Looking through the listing below, state how many lines have the word "RwLock" in them. Only the number should be given.
··········
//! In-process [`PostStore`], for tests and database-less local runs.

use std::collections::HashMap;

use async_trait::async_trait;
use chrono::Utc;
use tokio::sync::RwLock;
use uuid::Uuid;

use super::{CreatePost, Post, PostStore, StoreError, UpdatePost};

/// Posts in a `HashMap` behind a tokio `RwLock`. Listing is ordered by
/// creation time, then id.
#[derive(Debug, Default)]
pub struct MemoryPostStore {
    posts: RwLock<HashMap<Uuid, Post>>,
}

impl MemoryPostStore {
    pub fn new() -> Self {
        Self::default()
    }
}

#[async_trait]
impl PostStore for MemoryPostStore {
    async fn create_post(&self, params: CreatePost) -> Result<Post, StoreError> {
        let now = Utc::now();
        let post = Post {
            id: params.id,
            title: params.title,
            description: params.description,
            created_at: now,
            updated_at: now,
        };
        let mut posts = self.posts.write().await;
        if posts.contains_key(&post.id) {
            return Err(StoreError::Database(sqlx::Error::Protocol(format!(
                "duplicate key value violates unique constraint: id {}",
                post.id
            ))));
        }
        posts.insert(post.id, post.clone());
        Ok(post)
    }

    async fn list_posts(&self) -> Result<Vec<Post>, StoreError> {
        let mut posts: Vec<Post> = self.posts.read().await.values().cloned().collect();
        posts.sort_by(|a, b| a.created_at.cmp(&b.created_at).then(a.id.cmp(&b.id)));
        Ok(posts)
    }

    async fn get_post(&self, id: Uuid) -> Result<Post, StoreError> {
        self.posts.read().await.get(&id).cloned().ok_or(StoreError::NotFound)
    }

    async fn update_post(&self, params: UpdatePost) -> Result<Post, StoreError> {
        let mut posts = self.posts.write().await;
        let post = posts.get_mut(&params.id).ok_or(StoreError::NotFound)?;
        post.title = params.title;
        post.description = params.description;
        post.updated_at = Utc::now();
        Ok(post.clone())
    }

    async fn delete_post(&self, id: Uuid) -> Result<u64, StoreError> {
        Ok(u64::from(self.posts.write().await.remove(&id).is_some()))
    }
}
··········
(Task response): 3